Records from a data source
__________________________________________________

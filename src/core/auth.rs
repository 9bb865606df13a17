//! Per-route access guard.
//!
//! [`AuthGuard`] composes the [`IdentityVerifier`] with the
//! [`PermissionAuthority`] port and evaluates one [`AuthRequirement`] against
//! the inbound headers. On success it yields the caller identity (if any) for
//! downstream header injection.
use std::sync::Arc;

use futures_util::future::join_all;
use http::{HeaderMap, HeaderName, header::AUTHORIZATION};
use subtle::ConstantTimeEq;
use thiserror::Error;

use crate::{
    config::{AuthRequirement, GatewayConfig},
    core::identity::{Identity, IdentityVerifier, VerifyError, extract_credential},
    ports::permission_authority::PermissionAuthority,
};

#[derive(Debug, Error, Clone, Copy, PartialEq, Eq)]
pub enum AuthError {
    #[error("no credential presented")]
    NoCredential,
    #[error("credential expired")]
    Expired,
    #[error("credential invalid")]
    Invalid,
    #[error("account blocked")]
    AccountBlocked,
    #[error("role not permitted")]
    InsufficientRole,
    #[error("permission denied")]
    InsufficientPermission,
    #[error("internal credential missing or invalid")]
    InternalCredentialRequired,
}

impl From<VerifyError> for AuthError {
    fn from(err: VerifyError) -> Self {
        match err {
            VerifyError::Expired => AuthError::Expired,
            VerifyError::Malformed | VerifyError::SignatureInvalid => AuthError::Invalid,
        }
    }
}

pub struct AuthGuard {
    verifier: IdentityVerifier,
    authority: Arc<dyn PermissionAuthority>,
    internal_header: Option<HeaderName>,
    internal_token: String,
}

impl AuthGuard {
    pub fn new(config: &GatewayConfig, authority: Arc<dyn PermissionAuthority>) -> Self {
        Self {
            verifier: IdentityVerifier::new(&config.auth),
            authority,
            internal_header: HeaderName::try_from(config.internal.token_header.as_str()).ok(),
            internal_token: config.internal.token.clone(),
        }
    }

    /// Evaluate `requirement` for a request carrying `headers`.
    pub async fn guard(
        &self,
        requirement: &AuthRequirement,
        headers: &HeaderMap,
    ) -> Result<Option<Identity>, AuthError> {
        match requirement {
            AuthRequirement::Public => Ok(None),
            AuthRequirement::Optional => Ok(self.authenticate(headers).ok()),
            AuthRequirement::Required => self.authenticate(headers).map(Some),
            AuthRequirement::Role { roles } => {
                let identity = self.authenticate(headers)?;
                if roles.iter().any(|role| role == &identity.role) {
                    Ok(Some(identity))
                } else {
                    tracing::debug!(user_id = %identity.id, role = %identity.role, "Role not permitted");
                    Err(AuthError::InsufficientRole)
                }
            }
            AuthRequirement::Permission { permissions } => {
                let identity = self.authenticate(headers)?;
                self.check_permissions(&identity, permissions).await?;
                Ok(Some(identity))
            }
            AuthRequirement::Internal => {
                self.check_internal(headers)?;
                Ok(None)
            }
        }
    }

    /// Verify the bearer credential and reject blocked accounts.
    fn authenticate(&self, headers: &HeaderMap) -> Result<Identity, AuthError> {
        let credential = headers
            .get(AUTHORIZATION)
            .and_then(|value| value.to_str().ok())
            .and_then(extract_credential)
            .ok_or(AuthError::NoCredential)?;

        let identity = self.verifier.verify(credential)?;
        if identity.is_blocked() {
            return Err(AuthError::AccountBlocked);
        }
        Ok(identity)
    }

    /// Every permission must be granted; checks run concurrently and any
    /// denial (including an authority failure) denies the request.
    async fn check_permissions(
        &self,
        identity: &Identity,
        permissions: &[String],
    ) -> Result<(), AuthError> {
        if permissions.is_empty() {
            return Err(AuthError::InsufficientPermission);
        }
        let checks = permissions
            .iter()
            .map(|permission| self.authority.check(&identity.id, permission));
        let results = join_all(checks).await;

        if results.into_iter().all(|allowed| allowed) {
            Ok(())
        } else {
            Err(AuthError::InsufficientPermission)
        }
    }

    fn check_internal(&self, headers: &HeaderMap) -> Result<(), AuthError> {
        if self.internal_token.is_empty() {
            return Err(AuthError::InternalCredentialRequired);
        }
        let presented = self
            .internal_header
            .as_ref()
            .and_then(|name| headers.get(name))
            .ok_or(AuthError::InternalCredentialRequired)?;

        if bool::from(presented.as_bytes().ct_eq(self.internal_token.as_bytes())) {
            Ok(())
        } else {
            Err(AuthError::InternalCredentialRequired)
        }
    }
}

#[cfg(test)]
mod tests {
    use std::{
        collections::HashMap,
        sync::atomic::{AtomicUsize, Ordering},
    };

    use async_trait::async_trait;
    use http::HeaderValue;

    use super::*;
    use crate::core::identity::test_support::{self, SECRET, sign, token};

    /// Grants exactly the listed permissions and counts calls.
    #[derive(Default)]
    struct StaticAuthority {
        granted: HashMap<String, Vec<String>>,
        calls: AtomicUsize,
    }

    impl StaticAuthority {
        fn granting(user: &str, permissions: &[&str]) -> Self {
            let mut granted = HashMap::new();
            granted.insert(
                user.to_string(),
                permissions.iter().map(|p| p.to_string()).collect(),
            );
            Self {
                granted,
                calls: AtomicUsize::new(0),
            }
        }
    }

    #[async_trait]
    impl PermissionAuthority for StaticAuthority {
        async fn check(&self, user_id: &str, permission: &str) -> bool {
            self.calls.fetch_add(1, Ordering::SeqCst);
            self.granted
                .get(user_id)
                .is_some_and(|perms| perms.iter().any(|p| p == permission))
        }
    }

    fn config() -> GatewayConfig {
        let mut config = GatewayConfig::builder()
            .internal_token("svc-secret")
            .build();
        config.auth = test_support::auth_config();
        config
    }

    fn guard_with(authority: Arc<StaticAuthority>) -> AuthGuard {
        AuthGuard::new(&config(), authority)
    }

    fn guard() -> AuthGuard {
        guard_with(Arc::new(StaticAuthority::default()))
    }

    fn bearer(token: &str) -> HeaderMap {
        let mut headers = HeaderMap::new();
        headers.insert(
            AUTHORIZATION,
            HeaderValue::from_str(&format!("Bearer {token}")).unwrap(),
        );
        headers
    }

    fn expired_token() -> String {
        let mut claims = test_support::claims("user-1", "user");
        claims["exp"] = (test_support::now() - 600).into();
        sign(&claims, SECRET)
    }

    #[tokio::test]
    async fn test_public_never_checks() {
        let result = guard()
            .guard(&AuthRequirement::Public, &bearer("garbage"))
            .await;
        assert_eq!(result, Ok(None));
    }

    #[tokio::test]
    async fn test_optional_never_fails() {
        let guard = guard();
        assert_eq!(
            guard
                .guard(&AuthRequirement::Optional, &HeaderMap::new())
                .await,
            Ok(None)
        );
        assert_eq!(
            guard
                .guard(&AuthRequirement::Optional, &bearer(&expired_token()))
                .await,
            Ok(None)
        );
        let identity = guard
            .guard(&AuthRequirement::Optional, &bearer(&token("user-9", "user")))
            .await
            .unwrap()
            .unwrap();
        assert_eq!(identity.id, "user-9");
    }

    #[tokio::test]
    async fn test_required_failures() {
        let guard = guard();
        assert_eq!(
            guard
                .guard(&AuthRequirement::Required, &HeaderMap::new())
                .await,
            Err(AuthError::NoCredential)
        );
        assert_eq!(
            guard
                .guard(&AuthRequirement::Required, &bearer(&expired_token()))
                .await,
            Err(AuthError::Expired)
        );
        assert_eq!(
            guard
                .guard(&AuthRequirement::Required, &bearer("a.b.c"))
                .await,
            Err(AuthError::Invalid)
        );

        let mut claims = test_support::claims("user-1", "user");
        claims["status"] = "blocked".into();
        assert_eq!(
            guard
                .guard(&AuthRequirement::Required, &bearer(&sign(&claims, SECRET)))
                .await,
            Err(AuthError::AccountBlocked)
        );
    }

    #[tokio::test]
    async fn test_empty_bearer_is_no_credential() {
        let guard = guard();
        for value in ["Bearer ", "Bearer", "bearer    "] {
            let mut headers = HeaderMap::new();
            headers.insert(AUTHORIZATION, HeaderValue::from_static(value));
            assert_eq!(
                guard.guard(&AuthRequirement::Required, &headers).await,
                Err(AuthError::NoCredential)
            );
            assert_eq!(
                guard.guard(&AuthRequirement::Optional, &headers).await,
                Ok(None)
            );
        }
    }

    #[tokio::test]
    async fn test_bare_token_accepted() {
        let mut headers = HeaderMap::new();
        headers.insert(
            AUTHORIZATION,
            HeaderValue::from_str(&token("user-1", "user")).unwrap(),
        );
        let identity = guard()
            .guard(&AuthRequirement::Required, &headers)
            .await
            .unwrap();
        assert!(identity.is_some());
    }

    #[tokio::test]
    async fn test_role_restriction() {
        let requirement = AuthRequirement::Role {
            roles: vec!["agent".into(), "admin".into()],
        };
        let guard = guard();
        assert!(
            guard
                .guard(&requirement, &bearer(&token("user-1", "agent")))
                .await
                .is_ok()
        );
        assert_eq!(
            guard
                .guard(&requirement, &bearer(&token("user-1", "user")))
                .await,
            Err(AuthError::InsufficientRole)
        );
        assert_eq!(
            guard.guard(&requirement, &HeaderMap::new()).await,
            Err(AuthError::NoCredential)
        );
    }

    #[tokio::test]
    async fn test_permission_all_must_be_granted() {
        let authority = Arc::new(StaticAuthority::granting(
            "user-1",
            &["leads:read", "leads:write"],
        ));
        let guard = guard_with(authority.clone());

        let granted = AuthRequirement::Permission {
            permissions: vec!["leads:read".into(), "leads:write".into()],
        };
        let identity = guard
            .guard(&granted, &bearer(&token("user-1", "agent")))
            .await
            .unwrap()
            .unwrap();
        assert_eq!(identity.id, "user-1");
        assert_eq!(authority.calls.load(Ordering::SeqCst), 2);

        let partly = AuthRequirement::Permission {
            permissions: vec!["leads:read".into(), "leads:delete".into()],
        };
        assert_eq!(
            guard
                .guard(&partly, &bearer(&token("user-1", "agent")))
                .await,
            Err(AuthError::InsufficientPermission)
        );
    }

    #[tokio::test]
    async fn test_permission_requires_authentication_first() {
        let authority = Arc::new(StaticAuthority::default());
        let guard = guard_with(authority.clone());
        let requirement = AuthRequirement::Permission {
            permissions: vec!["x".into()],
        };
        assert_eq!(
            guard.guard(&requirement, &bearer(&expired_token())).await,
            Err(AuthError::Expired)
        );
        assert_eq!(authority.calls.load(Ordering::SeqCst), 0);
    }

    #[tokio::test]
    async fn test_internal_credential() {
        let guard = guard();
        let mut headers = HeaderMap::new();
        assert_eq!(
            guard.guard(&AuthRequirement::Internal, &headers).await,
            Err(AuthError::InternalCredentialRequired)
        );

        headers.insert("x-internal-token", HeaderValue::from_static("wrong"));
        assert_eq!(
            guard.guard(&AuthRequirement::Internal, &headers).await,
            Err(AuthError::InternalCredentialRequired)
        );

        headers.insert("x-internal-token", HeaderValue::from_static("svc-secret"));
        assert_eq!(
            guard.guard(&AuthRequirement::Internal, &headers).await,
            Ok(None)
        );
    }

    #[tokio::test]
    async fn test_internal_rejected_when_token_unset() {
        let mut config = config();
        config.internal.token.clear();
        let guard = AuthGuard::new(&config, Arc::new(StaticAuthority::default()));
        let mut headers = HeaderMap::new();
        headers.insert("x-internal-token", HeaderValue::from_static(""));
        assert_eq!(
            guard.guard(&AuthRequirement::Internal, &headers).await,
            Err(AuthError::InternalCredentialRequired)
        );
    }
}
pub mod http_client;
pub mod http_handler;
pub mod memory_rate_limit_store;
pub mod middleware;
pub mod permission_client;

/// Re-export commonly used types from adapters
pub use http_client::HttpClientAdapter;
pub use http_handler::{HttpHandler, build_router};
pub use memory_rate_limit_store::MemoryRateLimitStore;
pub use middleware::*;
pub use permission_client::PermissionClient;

__________________________________________________

What lines in the data above contain the word "bool"? Show them all.

__YOUR SOLUTION__:
        if bool::from(presented.as_bytes().ct_eq(self.internal_token.as_bytes())) {
        async fn check(&self, user_id: &str, permission: &str) -> bool {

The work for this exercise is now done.